[Collected data]
== Segment start ==
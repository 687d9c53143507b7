//! Resend-cooldown timers. Each control gets at most one countdown at a
//! time; while it runs the control is disabled and its label shows the
//! remaining seconds. Timing is abstracted behind [`Scheduler`] so the flow
//! logic stays deterministic under test.

use std::cell::RefCell;
use std::collections::HashMap;
use std::rc::{Rc, Weak};

use rust_i18n::t;

use crate::config::COOLDOWN_FAILSAFE_MARGIN_MS;
use crate::view::{ControlId, FlowView};

/// Clock plus one-shot and recurring callbacks. Dropping a handle cancels
/// its timer (the `gloo_timers` contract).
pub trait Scheduler: Clone + 'static {
    type Handle;

    /// Milliseconds on a monotonic-enough clock.
    fn now_ms(&self) -> f64;

    fn interval(&self, period_ms: u32, callback: Box<dyn FnMut()>) -> Self::Handle;

    fn timeout(&self, delay_ms: u32, callback: Box<dyn FnOnce()>) -> Self::Handle;
}

struct Active<H> {
    deadline_ms: f64,
    base_label: String,
    _tick: H,
    _failsafe: H,
}

struct Inner<S: Scheduler> {
    scheduler: S,
    view: Rc<dyn FlowView>,
    active: RefCell<HashMap<ControlId, Active<S::Handle>>>,
}

impl<S: Scheduler> Inner<S> {
    fn remaining_secs(&self, control: &ControlId) -> Option<u32> {
        let deadline = self.active.borrow().get(control)?.deadline_ms;
        let remaining = ((deadline - self.scheduler.now_ms()) / 1000.0).round();
        Some(remaining.max(0.0) as u32)
    }

    /// Cancel all pending timers for `control`, re-enable it and restore the
    /// base label. Reached from the tick hitting zero or from the fail-safe,
    /// whichever fires first; the loser finds the entry gone.
    fn complete(self: &Rc<Self>, control: &ControlId) {
        let removed = self.active.borrow_mut().remove(control);
        if let Some(entry) = removed {
            self.view.set_control_enabled(control, true);
            self.view.set_control_label(control, &entry.base_label);
        }
    }

    fn tick(self: &Rc<Self>, control: &ControlId) {
        let Some(remaining) = self.remaining_secs(control) else {
            return;
        };
        if remaining > 0 {
            self.view
                .set_control_label(control, &t!("resend_in", seconds = remaining));
        } else {
            self.complete(control);
        }
    }
}

/// Owns the countdown state for every resend control of one flow.
pub struct CooldownTimer<S: Scheduler> {
    inner: Rc<Inner<S>>,
}

impl<S: Scheduler> Clone for CooldownTimer<S> {
    fn clone(&self) -> Self {
        Self {
            inner: Rc::clone(&self.inner),
        }
    }
}

impl<S: Scheduler> CooldownTimer<S> {
    pub fn new(scheduler: S, view: Rc<dyn FlowView>) -> Self {
        Self {
            inner: Rc::new(Inner {
                scheduler,
                view,
                active: RefCell::new(HashMap::new()),
            }),
        }
    }

    /// Start (or restart) the countdown on `control`. Any countdown already
    /// running on it is cancelled first, so two timers never compete. There
    /// is deliberately no cancel operation: a cooldown ends only by expiry.
    pub fn start(&self, control: &ControlId, duration_secs: u32, base_label: &str) {
        let inner = &self.inner;
        inner.active.borrow_mut().remove(control);

        let deadline_ms = inner.scheduler.now_ms() + f64::from(duration_secs) * 1000.0;
        inner.view.set_control_enabled(control, false);
        inner
            .view
            .set_control_label(control, &t!("resend_in", seconds = duration_secs));

        let weak: Weak<Inner<S>> = Rc::downgrade(inner);
        let tick_control = control.clone();
        let tick = inner.scheduler.interval(
            1_000,
            Box::new(move || {
                if let Some(inner) = weak.upgrade() {
                    inner.tick(&tick_control);
                }
            }),
        );

        let weak: Weak<Inner<S>> = Rc::downgrade(inner);
        let failsafe_control = control.clone();
        let failsafe = inner.scheduler.timeout(
            duration_secs * 1_000 + COOLDOWN_FAILSAFE_MARGIN_MS,
            Box::new(move || {
                if let Some(inner) = weak.upgrade() {
                    inner.complete(&failsafe_control);
                }
            }),
        );

        inner.active.borrow_mut().insert(
            control.clone(),
            Active {
                deadline_ms,
                base_label: base_label.to_string(),
                _tick: tick,
                _failsafe: failsafe,
            },
        );
    }

    pub fn is_active(&self, control: &ControlId) -> bool {
        self.inner.active.borrow().contains_key(control)
    }

    pub fn remaining_secs(&self, control: &ControlId) -> Option<u32> {
        self.inner.remaining_secs(control)
    }
}

#[cfg(target_arch = "wasm32")]
pub mod browser {
    //! Browser timers, same ownership rules as the dashboard clock: keep the
    //! handle alive, drop it to cancel.

    use gloo_timers::callback::{Interval, Timeout};

    use super::Scheduler;

    #[derive(Clone, Default)]
    pub struct BrowserScheduler;

    pub enum BrowserHandle {
        Interval(Interval),
        Timeout(Timeout),
    }

    impl Scheduler for BrowserScheduler {
        type Handle = BrowserHandle;

        fn now_ms(&self) -> f64 {
            js_sys::Date::now()
        }

        fn interval(&self, period_ms: u32, mut callback: Box<dyn FnMut()>) -> Self::Handle {
            BrowserHandle::Interval(Interval::new(period_ms, move || callback()))
        }

        fn timeout(&self, delay_ms: u32, callback: Box<dyn FnOnce()>) -> Self::Handle {
            BrowserHandle::Timeout(Timeout::new(delay_ms, callback))
        }
    }
}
== Segment end ==
| Exercise directions |
Please return only the lines above, starting at the line that has "a monotonic-enough clock." and ending at the line that has "base label. Reached", keeping both and leaving each one unchanged.

| Output of the exercise |
    /// Milliseconds on a monotonic-enough clock.
    fn now_ms(&self) -> f64;

    fn interval(&self, period_ms: u32, callback: Box<dyn FnMut()>) -> Self::Handle;

    fn timeout(&self, delay_ms: u32, callback: Box<dyn FnOnce()>) -> Self::Handle;
}

struct Active<H> {
    deadline_ms: f64,
    base_label: String,
    _tick: H,
    _failsafe: H,
}

struct Inner<S: Scheduler> {
    scheduler: S,
    view: Rc<dyn FlowView>,
    active: RefCell<HashMap<ControlId, Active<S::Handle>>>,
}

impl<S: Scheduler> Inner<S> {
    fn remaining_secs(&self, control: &ControlId) -> Option<u32> {
        let deadline = self.active.borrow().get(control)?.deadline_ms;
        let remaining = ((deadline - self.scheduler.now_ms()) / 1000.0).round();
        Some(remaining.max(0.0) as u32)
    }

    /// Cancel all pending timers for `control`, re-enable it and restore the
    /// base label. Reached from the tick hitting zero or from the fail-safe,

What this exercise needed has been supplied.